Как вы узнавали новости?

От политрука роты. Каждое утро он проводил политинформацию 10–15 мин, оповещал о событиях в мире и на фронте.

Вы знали о больших потерях со стороны СССР?

Специально об этом никто не говорил. Но по сарафанному радио слухи о больших потерях до нас доходили. Говорили, что у финнов очень много снайперов с автоматами и мы несем из-за этого большие потери. Говорили также, что если бы мы могли применить танки, то разгромили бы врага, но это был невозможно из-за озер и лесисто-болотистой местности.

Ходили разговоры, что Шапошников, начальник генерального штаба РККА, составил план ведения войны с финнами и принес его на подпись Ворошилову. Ворошилов ответил ему:

– Что ты! Какой план? Шапками закидаем!

Возможно, это байка, но….

Вы писали домой?

Да. Писали то, что можно было. Нам об этом объявили. Нельзя было писать, например, на каком участке фронта ты воюешь. Можно было о здоровье и пр. Письма просматривались, ставилась печать. Я писал, скорей всего, на финском, мать лучше знала финский.

Вам приходилось встречаться с генерал-майором Аксели Анттила, возглавлявшим ФНА?

Лично встречаться не приходилось. Говорили, что он был человек необразованный, военного дела не знал. Он родился в Финляндии, бежал во время гражданской войны в СССР, по-русски говорил плохо. Телефонистам было запрещено разговаривать с абонентом. Анттила звонит и говорит:

– Масиину и пулэмэтсика.

Все понимали, что это значит «машину и пулеметчика», ему требовалась машина с охраной.

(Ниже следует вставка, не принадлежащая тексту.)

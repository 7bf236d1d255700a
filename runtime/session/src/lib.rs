//! KaaL Session - negotiated client/server sessions over capabilities
//!
//! # Purpose
//! A session is a long-lived relationship between a client domain and a
//! named service. This crate implements the protocol that turns a session
//! request into a capability in the client's capability space, moves RAM and
//! capability-slot quota between the parties when the session is created or
//! upgraded, and returns it when the session ends.
//!
//! # Integration Points
//! - Depends on: `cap-identity` (capability spaces, identity graph, quota
//!   accounts)
//! - Provides to: servers ([`SessionFactory`], [`SessionBroker`] server API)
//!   and clients ([`Connection`])
//!
//! # Architecture
//! ```text
//! Connection ──Parent──> SessionBroker ──> Service ──┬─ Local   (SessionFactory)
//!                            │                        ├─ Parent  (one level up)
//!                            │                        ├─ Async   (server id space)
//!                            │                        └─ Child   (async + child accounts)
//!                            └─ Arena<SessionState>   phase state machine
//! ```
//!
//! # Concurrency
//! Each domain blocks only in [`Entrypoint::wait_signal`]. The kernel and the
//! broker are shared behind poison-tolerant mutexes ([`KernelHandle`],
//! [`BrokerHandle`]); cross-domain effects are single kernel operations.
//!
//! # Testing Strategy
//! - Unit tests: argument parsing, phase table, transfer guard, each service
//!   variant
//! - Integration tests: end-to-end negotiation with local, child-backed and
//!   forwarded services, including servers on their own threads

pub mod args;
pub mod broker;
pub mod config;
pub mod connection;
pub mod entrypoint;
pub mod error;
pub mod id_space;
pub mod kernel;
pub mod parent;
pub mod resources;
pub mod service;
pub mod state;
pub mod transfer;

pub use args::SessionArgs;
pub use broker::{close_target, BrokerHandle, BrokerParent, RequestKind, SessionBroker, SessionRequest};
pub use config::{SessionConfig, MAX_ARGS_LEN, MAX_SERVICE_NAME_LEN};
pub use connection::{Connection, Env, SessionType};
pub use entrypoint::{Entrypoint, ManagedObject, Signal};
pub use error::{ArgsError, CreateError, Result, SessionError, TransferError};
pub use id_space::{ClientId, IdSpace, ServerId, SessionKey};
pub use kernel::KernelHandle;
pub use parent::{CloseResult, Parent, SessionReply, SessionResponse, UpgradeResult};
pub use resources::{Affinity, CapQuota, Quota, RamQuota, Resources};
pub use service::{
    AsyncService, ChildService, Dispatch, LocalService, ParentService, Service, SessionFactory,
};
pub use state::{Phase, SessionFlags, SessionState};
pub use transfer::{Account, AccountCapability, DomainAccount, NullAccount, QuotaTransfer};
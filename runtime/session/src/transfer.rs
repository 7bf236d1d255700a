//! Quota Transfer
//!
//! # Purpose
//! Session creation, upgrade and close move quota between the client's
//! account and the account of whoever implements the session. [`Account`] is
//! the interface a service exposes for this; it is generic over the quota type
//! so RAM and capability-slot accounts cannot be mixed up.
//!
//! An account with no quota relationship keeps the default methods: `cap`
//! names no account and `transfer` moves nothing.
//!
//! # Transfer Guard
//! [`QuotaTransfer`] performs a transfer on construction and reverts it when
//! dropped, unless [`QuotaTransfer::acknowledge`] was called. A session
//! request that fails after the client's donation has moved thereby returns
//! the donation automatically.

use core::marker::PhantomData;

use cap_identity::DomainId;

use crate::error::TransferError;
use crate::kernel::KernelHandle;
use crate::resources::Quota;

/// Names the account that receives a transfer
#[derive(Debug, Clone, Copy, PartialEq, Eq)]
pub struct AccountCapability<Q: Quota> {
    domain: DomainId,
    _quota: PhantomData<Q>,
}

impl<Q: Quota> AccountCapability<Q> {
    pub fn new(domain: DomainId) -> Self {
        Self {
            domain,
            _quota: PhantomData,
        }
    }

    /// Domain owning the account
    pub fn domain(&self) -> DomainId {
        self.domain
    }
}

/// Quota account of one resource
pub trait Account<Q: Quota>: Send {
    /// Move `amount` from this account to the account named by `to`
    fn transfer(&self, _to: AccountCapability<Q>, _amount: Q) -> Result<(), TransferError> {
        Ok(())
    }

    /// Capability naming this account as a transfer destination
    fn cap(&self, _amount: Q) -> Option<AccountCapability<Q>> {
        None
    }
}

/// Account without a quota relationship
#[derive(Debug, Clone, Copy, Default)]
pub struct NullAccount;

impl<Q: Quota> Account<Q> for NullAccount {}

/// Kernel quota account of a protection domain
#[derive(Clone)]
pub struct DomainAccount {
    kernel: KernelHandle,
    domain: DomainId,
}

impl DomainAccount {
    pub fn new(kernel: KernelHandle, domain: DomainId) -> Self {
        Self { kernel, domain }
    }

    pub fn domain(&self) -> DomainId {
        self.domain
    }
}

impl<Q: Quota> Account<Q> for DomainAccount {
    fn transfer(&self, to: AccountCapability<Q>, amount: Q) -> Result<(), TransferError> {
        self.kernel
            .with(|kernel| kernel.transfer_quota(Q::RESOURCE, self.domain, to.domain, amount.value()))
            .map_err(TransferError::from)
    }

    fn cap(&self, _amount: Q) -> Option<AccountCapability<Q>> {
        Some(AccountCapability::new(self.domain))
    }
}

/// Transfer that is reverted on drop unless acknowledged
pub struct QuotaTransfer<Q: Quota> {
    from: Box<dyn Account<Q>>,
    to: Box<dyn Account<Q>>,
    amount: Q,
    moved: bool,
    acknowledged: bool,
}

impl<Q: Quota> QuotaTransfer<Q> {
    /// Move `amount` from `from` to `to`
    ///
    /// Nothing moves if `to` names no account or `amount` is zero.
    pub fn new(
        from: Box<dyn Account<Q>>,
        to: Box<dyn Account<Q>>,
        amount: Q,
    ) -> Result<Self, TransferError> {
        let moved = match to.cap(amount) {
            Some(dst) if amount.value() > 0 => {
                from.transfer(dst, amount)?;
                true
            }
            _ => false,
        };

        Ok(Self {
            from,
            to,
            amount,
            moved,
            acknowledged: false,
        })
    }

    /// Keep the transfer
    pub fn acknowledge(&mut self) {
        self.acknowledged = true;
    }

    /// True if quota actually moved
    pub fn moved(&self) -> bool {
        self.moved
    }

    /// Amount that moved (zero if nothing did)
    pub fn transferred(&self) -> u64 {
        if self.moved {
            self.amount.value()
        } else {
            0
        }
    }
}

impl<Q: Quota> Drop for QuotaTransfer<Q> {
    fn drop(&mut self) {
        if !self.moved || self.acknowledged {
            return;
        }

        let Some(src) = self.from.cap(self.amount) else {
            return;
        };
        if let Err(err) = self.to.transfer(src, self.amount) {
            log::warn!(
                "could not revert {} quota transfer of {}: {}",
                Q::RESOURCE,
                self.amount.value(),
                err
            );
        }
    }
}
/// [`Parent`] of one client domain, backed by a broker
pub struct BrokerParent {
    broker: BrokerHandle,
    client: DomainId,
}

impl Parent for BrokerParent {
    fn session(
        &self,
        service: &str,
        id: ClientId,
        args: &SessionArgs,
        affinity: &Affinity,
    ) -> Result<SessionReply> {
        self.broker
            .lock()
            .session(self.client, id, service, args, affinity)
    }

    fn session_cap(&self, id: ClientId) -> Result<SessionReply> {
        self.broker.lock().session_cap(self.client, id)
    }

    fn upgrade(&self, id: ClientId, args: &SessionArgs) -> Result<UpgradeResult> {
        self.broker.lock().upgrade(self.client, id, args)
    }

    fn close(&self, id: ClientId) -> CloseResult {
        self.broker.lock().close(self.client, id)
    }

    fn phase(&self, id: ClientId) -> Option<Phase> {
        self.broker.lock().phase(self.client, id)
    }
}

/// Object a server has to release to answer a close request
pub fn close_target(kernel: &KernelHandle, request: &SessionRequest) -> Option<ObjectId> {
    match &request.kind {
        RequestKind::Close { cap: Some(cap) } => kernel.with(|k| k.lookup(*cap)),
        _ => None,
    }
}
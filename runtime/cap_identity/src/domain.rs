//! Protection Domains
//!
//! A [`Pd`] owns a capability-id allocator, the ordered index of the references
//! it holds, and its two quota accounts. Allocating an id consumes one
//! capability slot from the domain's cap account; this is where the
//! capability-slot quota is enforced.

use alloc::string::String;

use crate::config::{DomainConfig, KernelConfig};
use crate::cspace::{CapIdAllocator, CapIndex};
use crate::quota::{DomainQuota, Resource};
use crate::CapId;

/// Protection domain
pub struct Pd {
    label: String,
    ids: CapIdAllocator,
    index: CapIndex,
    quota: DomainQuota,
}

impl Pd {
    pub(crate) fn new(kernel: &KernelConfig, config: DomainConfig) -> Self {
        Self {
            label: config.label,
            ids: CapIdAllocator::new(kernel.first_cap_id, kernel.max_cap_ids),
            index: CapIndex::new(),
            quota: DomainQuota::new(config.ram_quota, config.cap_quota),
        }
    }

    /// Domain label
    #[inline]
    pub fn label(&self) -> &str {
        &self.label
    }

    /// Quota accounts
    #[inline]
    pub fn quota(&self) -> &DomainQuota {
        &self.quota
    }

    pub(crate) fn quota_mut(&mut self) -> &mut DomainQuota {
        &mut self.quota
    }

    /// Reference index
    #[inline]
    pub fn index(&self) -> &CapIndex {
        &self.index
    }

    pub(crate) fn index_mut(&mut self) -> &mut CapIndex {
        &mut self.index
    }

    /// Allocate a capability id, charging one capability slot
    ///
    /// Returns `None` if the cap quota or the id range is exhausted.
    pub(crate) fn allocate_id(&mut self) -> Option<CapId> {
        self.quota.caps.withdraw(Resource::Caps, 1).ok()?;

        match self.ids.allocate() {
            Some(id) => Some(id),
            None => {
                self.quota.caps.replenish(1);
                None
            }
        }
    }

    /// Return an id to the allocator and refund its capability slot
    ///
    /// Refused while a reference is still bound to `id`.
    pub(crate) fn free_id(&mut self, id: CapId) -> bool {
        if self.index.find(id).is_some() {
            return false;
        }
        if !self.ids.free(id) {
            return false;
        }
        self.quota.caps.replenish(1);
        true
    }

    /// True if `id` is allocated (bound or not)
    pub fn is_allocated(&self, id: CapId) -> bool {
        self.ids.is_allocated(id)
    }
}
#[test]
fn test_connection_to_threaded_child_server() {
    let w = world();
    let child = w.server_ep.domain();
    let stop = Arc::new(AtomicBool::new(false));
    let wake_server = w.server_ep.signal_sender();

    let kernel = w.kernel.clone();
    let client = w.client;
    let client_ep = w.client_ep.clone();
    let server_ep = w.server_ep.clone();
    let broker = BrokerHandle::new(w.broker);
    let env = Env::new(
        kernel.clone(),
        client_ep.clone(),
        broker.parent_for(client, client_ep.signal_sender()),
    );
    let server = spawn_server(broker.clone(), kernel.clone(), server_ep, stop.clone());

    let conn = Connection::<Block>::new(&env, Resources::new(8192, 1), "disk0", "block_size=512")
        .unwrap();
    assert!(kernel.with(|k| k.is_valid(conn.cap())));
    assert_eq!(
        broker.lock().phase(client, conn.id()),
        Some(Phase::CapHandedOut)
    );

    let granted = kernel.lock().quota(child).unwrap().ram.granted();
    let result = conn.upgrade_ram(4096).unwrap();
    assert_eq!(kernel.lock().quota(child).unwrap().ram.granted(), granted + 4096);

    if result == UpgradeResult::Pending {
        client_ep.wait_for(Signal::SessionResponse).unwrap();
    }
    assert_eq!(
        broker.lock().phase(client, conn.id()),
        Some(Phase::CapHandedOut)
    );

    let cap = conn.cap();
    drop(conn);
    assert!(!kernel.with(|k| k.is_valid(cap)));

    stop.store(true, Ordering::SeqCst);
    wake_server.send(Signal::Wakeup).unwrap();
    server.join().unwrap();

    assert_eq!(broker.lock().session_count(), 0);
    assert_eq!(ram_avail(&kernel, client), CLIENT_RAM);
}

#[test]
fn test_many_clients_share_one_server() {
    let w = world();
    let stop = Arc::new(AtomicBool::new(false));
    let wake_server = w.server_ep.signal_sender();
    let kernel = w.kernel.clone();
    let server_ep = w.server_ep.clone();
    let broker = BrokerHandle::new(w.broker);
    let server = spawn_server(broker.clone(), kernel.clone(), server_ep, stop.clone());

    let clients: Vec<_> = (0..4)
        .map(|i| {
            let domain = kernel.create_domain(DomainConfig::new(&format!("c{}", i)));
            let ep = Entrypoint::new(kernel.clone(), domain);
            let env = Env::new(
                kernel.clone(),
                ep.clone(),
                broker.parent_for(domain, ep.signal_sender()),
            );
            let kernel = kernel.clone();
            thread::spawn(move || {
                let conn = Connection::<Block>::new(&env, Resources::new(4096, 1), "", "")
                    .unwrap();
                assert!(kernel.with(|k| k.is_valid(conn.cap())));
            })
        })
        .collect();

    for client in clients {
        client.join().unwrap();
    }

    stop.store(true, Ordering::SeqCst);
    wake_server.send(Signal::Wakeup).unwrap();
    server.join().unwrap();

    assert_eq!(broker.lock().session_count(), 0);
}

Мы звонили по соответствующим адресам. Причем это было против всяких правил, но мы были так проинструктированы, что если звонит Анттила, то выполнять, иначе он разозлится и начнет шуметь. Мне нужно прерывать работу за коммутатором, звонить в транспортный отдел, вызывать машину, потом звонить в охрану, т. е. в другой отдел.

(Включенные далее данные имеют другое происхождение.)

//! Session-layer errors
//!
//! Negotiation outcomes live in [`crate::Phase`]. These types are what a caller
//! observes once a phase has been read, plus the fail-fast protocol errors.

use cap_identity::{CapabilityError, Resource};
use thiserror::Error;

use crate::state::Phase;

/// Outcome of a failed session creation
///
/// Each variant corresponds to exactly one terminal phase.
#[derive(Debug, Clone, Copy, PartialEq, Eq, Error)]
pub enum CreateError {
    #[error("denied")]
    Denied,

    #[error("insufficient RAM quota")]
    InsufficientRamQuota,

    #[error("insufficient cap quota")]
    InsufficientCapQuota,
}

impl CreateError {
    /// Terminal phase a session enters on this error
    pub fn phase(self) -> Phase {
        match self {
            CreateError::Denied => Phase::InvalidArgs,
            CreateError::InsufficientRamQuota => Phase::InsufficientRamQuota,
            CreateError::InsufficientCapQuota => Phase::InsufficientCapQuota,
        }
    }

    /// Error reported for a failed creation phase
    pub fn from_phase(phase: Phase) -> Option<Self> {
        match phase {
            Phase::InvalidArgs => Some(CreateError::Denied),
            Phase::InsufficientRamQuota => Some(CreateError::InsufficientRamQuota),
            Phase::InsufficientCapQuota => Some(CreateError::InsufficientCapQuota),
            _ => None,
        }
    }

    pub(crate) fn for_resource(resource: Resource) -> Self {
        match resource {
            Resource::Ram => CreateError::InsufficientRamQuota,
            Resource::Caps => CreateError::InsufficientCapQuota,
        }
    }
}

/// Quota transfer failure
#[derive(Debug, Clone, PartialEq, Eq, Error)]
pub enum TransferError {
    #[error("{resource} quota exceeded (requested: {requested}, available: {available})")]
    Exceeded {
        resource: Resource,
        requested: u64,
        available: u64,
    },

    #[error("invalid account")]
    InvalidAccount,
}

impl TransferError {
    /// Resource whose account ran dry, if any
    pub fn resource(&self) -> Option<Resource> {
        match self {
            TransferError::Exceeded { resource, .. } => Some(*resource),
            TransferError::InvalidAccount => None,
        }
    }
}

impl From<CapabilityError> for TransferError {
    fn from(err: CapabilityError) -> Self {
        match err {
            CapabilityError::InsufficientQuota {
                resource,
                requested,
                available,
            } => TransferError::Exceeded {
                resource,
                requested,
                available,
            },
            _ => TransferError::InvalidAccount,
        }
    }
}

/// Session argument buffer errors
#[derive(Debug, Clone, PartialEq, Eq, Error)]
pub enum ArgsError {
    #[error("argument buffer overflow ({needed} bytes, limit {limit})")]
    Overflow { needed: usize, limit: usize },

    #[error("invalid argument key '{0}'")]
    InvalidKey(String),
}

/// Errors surfaced by the session layer
#[derive(Debug, Clone, PartialEq, Eq, Error)]
pub enum SessionError {
    #[error("service creation failed: {0}")]
    Create(#[from] CreateError),

    #[error("service '{0}' not available")]
    ServiceUnavailable(String),

    #[error("service '{0}' already announced")]
    AlreadyAnnounced(String),

    #[error("quota transfer failed: {0}")]
    Transfer(#[from] TransferError),

    #[error("capability operation failed: {0}")]
    Capability(#[from] CapabilityError),

    #[error("malformed session arguments: {0}")]
    Args(#[from] ArgsError),

    #[error("unknown session {0}")]
    UnknownSession(u64),

    #[error("protocol violation: {0}")]
    Protocol(String),

    #[error("entrypoint closed")]
    EntrypointClosed,
}

impl SessionError {
    /// Fail-fast protocol violation, logged at `error` level
    pub(crate) fn protocol(msg: String) -> Self {
        log::error!("session protocol violation: {}", msg);
        SessionError::Protocol(msg)
    }
}

pub type Result<T> = core::result::Result<T, SessionError>;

У Аксели Анттилы был немецкий приемник. Приемник сломался. Он вызывает мастера, тот посмотрел и объясняет:

– Товарищ комдив, лампы перегорели.

– Так почините.

– Но мы не можем починить лампы.

– Зачем ты тогда пришел? Пошел вон!

На телефонной станции нас было 12 человек. 6 человек за двумя коммутаторами, а 6 были линейными надсмотрщиками. Их дело было чинить линии, если что-то порвалось. Мы были под Зеленогорском, а война уже откатилась под Выборг. У нас было тихо, линейным надсмотрщикам было нечего делать. Мы приняли на станции решение, чтобы все работали за коммутатором, тогда мы будем в два раза меньше дежурить. Стали учить этих линейных надсмотрщиков

А разве было возможно, чтобы в армии бойцы сами распределяли обязанности?

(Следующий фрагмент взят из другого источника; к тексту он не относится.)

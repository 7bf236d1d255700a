//! Kernel - owner of the identity graph
//!
//! # Purpose
//! Holds every domain, object, identity, and reference, and keeps the two
//! views of a reference (identity list and domain index) consistent.
//!
//! # Invalidation
//! Destroying an object invalidates each of its identities. Invalidating an
//! identity detaches every reference in its list: the reference record is
//! retired, its id is unbound from the owning domain's index and returned to
//! the allocator. Afterwards `find` in any domain fails for the old ids. The
//! identity record itself is reclaimed, so stale `IdentityId`s resolve to
//! nothing instead of dangling.
//!
//! # Failure Semantics
//! Lookups return `Option`. Only id allocation (capability-slot quota) and
//! quota transfers return errors.

use alloc::string::String;
use alloc::vec::Vec;

use static_assertions::assert_impl_all;

use crate::arena::Arena;
use crate::config::{DomainConfig, KernelConfig, INVALID_CAP_ID};
use crate::domain::Pd;
use crate::identity::{Object, ObjectIdentity, ObjectIdentityReference, ObjectKind};
use crate::quota::{DomainQuota, Resource};
use crate::{
    CapId, Capability, CapabilityError, DomainId, IdentityId, ObjectId, ReferenceId, Result,
};

/// The identity graph and all protection domains
pub struct Kernel {
    config: KernelConfig,
    domains: Arena<Pd>,
    objects: Arena<Object>,
    identities: Arena<ObjectIdentity>,
    references: Arena<ObjectIdentityReference>,
}

assert_impl_all!(Kernel: Send);

impl Default for Kernel {
    fn default() -> Self {
        Self::new(KernelConfig::default())
    }
}

impl Kernel {
    /// Create an empty kernel
    pub fn new(mut config: KernelConfig) -> Self {
        if config.first_cap_id == INVALID_CAP_ID {
            config.first_cap_id = INVALID_CAP_ID + 1;
        }

        Self {
            config,
            domains: Arena::new(),
            objects: Arena::new(),
            identities: Arena::new(),
            references: Arena::new(),
        }
    }

    /// Kernel configuration
    pub fn config(&self) -> &KernelConfig {
        &self.config
    }

    // ------------------------------------------------------------------
    // Domains
    // ------------------------------------------------------------------

    /// Create a protection domain
    pub fn create_domain(&mut self, config: DomainConfig) -> DomainId {
        let label = config.label.clone();
        let id = DomainId(self.domains.insert(Pd::new(&self.config, config)));
        log::debug!("created domain {:?} ({})", id, label);
        id
    }

    /// Look up a domain
    pub fn domain(&self, id: DomainId) -> Option<&Pd> {
        self.domains.get(id.0)
    }

    /// True while the domain exists
    pub fn domain_exists(&self, id: DomainId) -> bool {
        self.domains.contains(id.0)
    }

    /// Label of a domain
    pub fn domain_label(&self, id: DomainId) -> Option<&str> {
        self.domain(id).map(Pd::label)
    }

    /// Tear down a domain and every reference it owns
    pub fn destroy_domain(&mut self, id: DomainId) -> bool {
        let Some(pd) = self.domains.get(id.0) else {
            return false;
        };

        let owned: Vec<(CapId, ReferenceId)> = pd.index().entries().collect();
        for (_, reference) in &owned {
            if let Some(record) = self.references.remove(reference.0) {
                if let Some(identity) = self.identities.get_mut(record.identity().0) {
                    identity.unlink(*reference);
                }
            }
        }

        self.domains.remove(id.0);
        log::debug!(
            "destroyed domain {:?}, dropped {} references",
            id,
            owned.len()
        );
        true
    }

    // ------------------------------------------------------------------
    // Capability ids
    // ------------------------------------------------------------------

    /// Allocate a capability id in `domain`
    ///
    /// # Errors
    /// `OutOfCaps` when the domain's capability-slot quota or id range is
    /// exhausted, `UnknownDomain` for a dead domain.
    pub fn allocate_id(&mut self, domain: DomainId) -> Result<CapId> {
        let pd = self
            .domains
            .get_mut(domain.0)
            .ok_or(CapabilityError::UnknownDomain(domain))?;

        pd.allocate_id()
            .ok_or(CapabilityError::OutOfCaps { domain })
    }

    /// Return an unbound capability id to `domain`'s allocator
    ///
    /// Ids still bound to a reference are not freed; release the capability
    /// instead.
    pub fn free_id(&mut self, domain: DomainId, id: CapId) -> bool {
        self.domains
            .get_mut(domain.0)
            .is_some_and(|pd| pd.free_id(id))
    }

    // ------------------------------------------------------------------
    // Objects and identities
    // ------------------------------------------------------------------

    /// Create a kernel object
    pub fn create_object(&mut self, kind: ObjectKind, label: &str) -> ObjectId {
        ObjectId(self.objects.insert(Object::new(kind, String::from(label))))
    }

    /// Look up an object
    pub fn object(&self, id: ObjectId) -> Option<&Object> {
        self.objects.get(id.0)
    }

    /// Create a new identity for a live object
    pub fn create_identity(&mut self, object: ObjectId) -> Option<IdentityId> {
        self.objects.get(object.0)?;
        let identity = IdentityId(self.identities.insert(ObjectIdentity::new(object)));
        self.objects.get_mut(object.0)?.attach(identity);
        Some(identity)
    }

    /// Look up an identity
    pub fn identity(&self, id: IdentityId) -> Option<&ObjectIdentity> {
        self.identities.get(id.0)
    }

    /// Invalidate an identity and every reference to it
    ///
    /// Idempotent: invalidating a stale identity does nothing.
    pub fn invalidate_identity(&mut self, id: IdentityId) {
        let Some(mut identity) = self.identities.remove(id.0) else {
            return;
        };

        let (object, references) = identity.take_for_invalidation();
        for reference in &references {
            self.detach_reference(*reference);
        }

        if let Some(object) = object.and_then(|o| self.objects.get_mut(o.0)) {
            object.detach(id);
        }

        log::trace!(
            "invalidated identity {:?}, detached {} references",
            id,
            references.len()
        );
    }

    /// Destroy an object, invalidating all of its identities first
    pub fn destroy_object(&mut self, id: ObjectId) -> bool {
        let Some(object) = self.objects.get(id.0) else {
            return false;
        };

        let identities = object.identities().to_vec();
        for identity in identities {
            self.invalidate_identity(identity);
        }

        if let Some(object) = self.objects.remove(id.0) {
            log::debug!("destroyed {:?} object '{}'", object.kind(), object.label());
        }
        true
    }

    // ------------------------------------------------------------------
    // References
    // ------------------------------------------------------------------

    /// Construct a reference to `identity` in `domain`
    ///
    /// Returns `Ok(None)` instead of constructing a reference to an
    /// invalidated identity or for a dead domain.
    ///
    /// # Errors
    /// `OutOfCaps` if `domain` cannot allocate another id.
    pub fn create_reference(
        &mut self,
        identity: IdentityId,
        domain: DomainId,
    ) -> Result<Option<Capability>> {
        let valid = self
            .identities
            .get(identity.0)
            .is_some_and(ObjectIdentity::is_valid);
        if !valid || !self.domain_exists(domain) {
            return Ok(None);
        }

        let capid = self.allocate_id(domain)?;
        let reference = ReferenceId(
            self.references
                .insert(ObjectIdentityReference::new(capid, domain, identity)),
        );

        if let Some(pd) = self.domains.get_mut(domain.0) {
            pd.index_mut().insert(capid, reference);
        }
        if let Some(identity) = self.identities.get_mut(identity.0) {
            identity.link(reference);
        }

        log::trace!("domain {:?}: bound id {} to {:?}", domain, capid, identity);
        Ok(Some(Capability::new(domain, capid)))
    }

    /// Create an object together with its first identity and a reference in
    /// `domain`
    pub fn create_object_in(
        &mut self,
        domain: DomainId,
        kind: ObjectKind,
        label: &str,
    ) -> Result<(ObjectId, Capability)> {
        if !self.domain_exists(domain) {
            return Err(CapabilityError::UnknownDomain(domain));
        }

        let object = self.create_object(kind, label);
        let cap = self
            .create_identity(object)
            .map(|identity| self.create_reference(identity, domain));

        match cap {
            Some(Ok(Some(cap))) => Ok((object, cap)),
            Some(Err(err)) => {
                self.destroy_object(object);
                Err(err)
            }
            _ => {
                self.destroy_object(object);
                Err(CapabilityError::UnknownDomain(domain))
            }
        }
    }

    /// Find the reference bound to `id` in `domain`
    pub fn find(&self, domain: DomainId, id: CapId) -> Option<ReferenceId> {
        self.domain(domain)?.index().find(id)
    }

    /// Look up a reference record
    pub fn reference(&self, id: ReferenceId) -> Option<&ObjectIdentityReference> {
        self.references.get(id.0)
    }

    /// Find the reference (if any) that `domain` holds to `identity`
    ///
    /// Linear scan of the identity's reference list.
    pub fn identity_find(&self, identity: IdentityId, domain: DomainId) -> Option<ReferenceId> {
        self.identity(identity)?
            .references()
            .iter()
            .copied()
            .find(|r| {
                self.references
                    .get(r.0)
                    .is_some_and(|record| record.domain() == domain)
            })
    }

    /// Identity named by a capability
    pub fn identity_of(&self, cap: Capability) -> Option<IdentityId> {
        let reference = self.find(cap.domain(), cap.local_id())?;
        let identity = self.reference(reference)?.identity();
        self.identities
            .get(identity.0)
            .filter(|i| i.is_valid())
            .map(|_| identity)
    }

    /// Resolve a capability to the object it names
    ///
    /// This is the dispatch-time lookup; it fails for released ids and for
    /// references whose identity has been invalidated.
    pub fn lookup(&self, cap: Capability) -> Option<ObjectId> {
        let identity = self.identity_of(cap)?;
        let object = self.identity(identity)?.object()?;
        self.objects.contains(object.0).then_some(object)
    }

    /// True if the capability still resolves to an object
    pub fn is_valid(&self, cap: Capability) -> bool {
        self.lookup(cap).is_some()
    }

    /// Hand a capability to another domain
    ///
    /// Reuses the reference `to` already holds for the same identity.
    /// Returns `Ok(None)` if `cap` no longer resolves.
    pub fn delegate(&mut self, cap: Capability, to: DomainId) -> Result<Option<Capability>> {
        let Some(identity) = self.identity_of(cap) else {
            return Ok(None);
        };

        if let Some(existing) = self.identity_find(identity, to) {
            return Ok(self
                .reference(existing)
                .map(|record| Capability::new(to, record.capid())));
        }

        self.create_reference(identity, to)
    }

    /// Drop one domain-local capability
    ///
    /// The object stays alive; only this domain's reference goes away.
    pub fn release(&mut self, cap: Capability) -> bool {
        match self.find(cap.domain(), cap.local_id()) {
            Some(reference) => {
                self.detach_reference(reference);
                true
            }
            None => false,
        }
    }

    /// Capabilities currently held by `domain`, ordered by id
    pub fn capabilities(&self, domain: DomainId) -> Vec<Capability> {
        self.domain(domain)
            .map(|pd| pd.index().ids().map(|id| Capability::new(domain, id)).collect())
            .unwrap_or_default()
    }

    fn detach_reference(&mut self, reference: ReferenceId) {
        let Some(record) = self.references.remove(reference.0) else {
            return;
        };

        if let Some(identity) = self.identities.get_mut(record.identity().0) {
            identity.unlink(reference);
        }

        if let Some(pd) = self.domains.get_mut(record.domain().0) {
            pd.index_mut().remove(record.capid());
            pd.free_id(record.capid());
        }
    }

    // ------------------------------------------------------------------
    // Quota
    // ------------------------------------------------------------------

    /// Quota accounts of a domain
    pub fn quota(&self, domain: DomainId) -> Option<DomainQuota> {
        self.domain(domain).map(|pd| *pd.quota())
    }

    /// Move `amount` of `resource` from one domain's account to another's
    ///
    /// The source's `used` rises by `amount` and the destination's `granted`
    /// rises by `amount`; nothing changes if the source lacks headroom.
    pub fn transfer_quota(
        &mut self,
        resource: Resource,
        from: DomainId,
        to: DomainId,
        amount: u64,
    ) -> Result<()> {
        if !self.domain_exists(to) {
            return Err(CapabilityError::UnknownDomain(to));
        }
        if from == to || amount == 0 {
            return if self.domain_exists(from) {
                Ok(())
            } else {
                Err(CapabilityError::UnknownDomain(from))
            };
        }

        self.domains
            .get_mut(from.0)
            .ok_or(CapabilityError::UnknownDomain(from))?
            .quota_mut()
            .account_mut(resource)
            .withdraw(resource, amount)?;

        if let Some(pd) = self.domains.get_mut(to.0) {
            pd.quota_mut().account_mut(resource).upgrade(amount);
        }

        log::debug!(
            "transferred {} {} quota from {:?} to {:?}",
            amount,
            resource,
            from,
            to
        );
        Ok(())
    }
}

В этой армии не было настоящей дисциплины. Мы понимали, что мы не имеем права этого делать. Решили, что ученик будет работать, когда мало звонков. После 18:00 служебные переговоры прекращаются. Но было решено, что, если звонит № 1 (Анттила), тогда ученик ничего не трогает. Он снимает «арматуру», дает «учителю», и тот все делает. У нас все шло хорошо. Но однажды Анттила позвонил не со своего номера, а с номера дежурного по части № 6. Он говорит свою коронную фразу. Ученик не реагирует. Такое правило.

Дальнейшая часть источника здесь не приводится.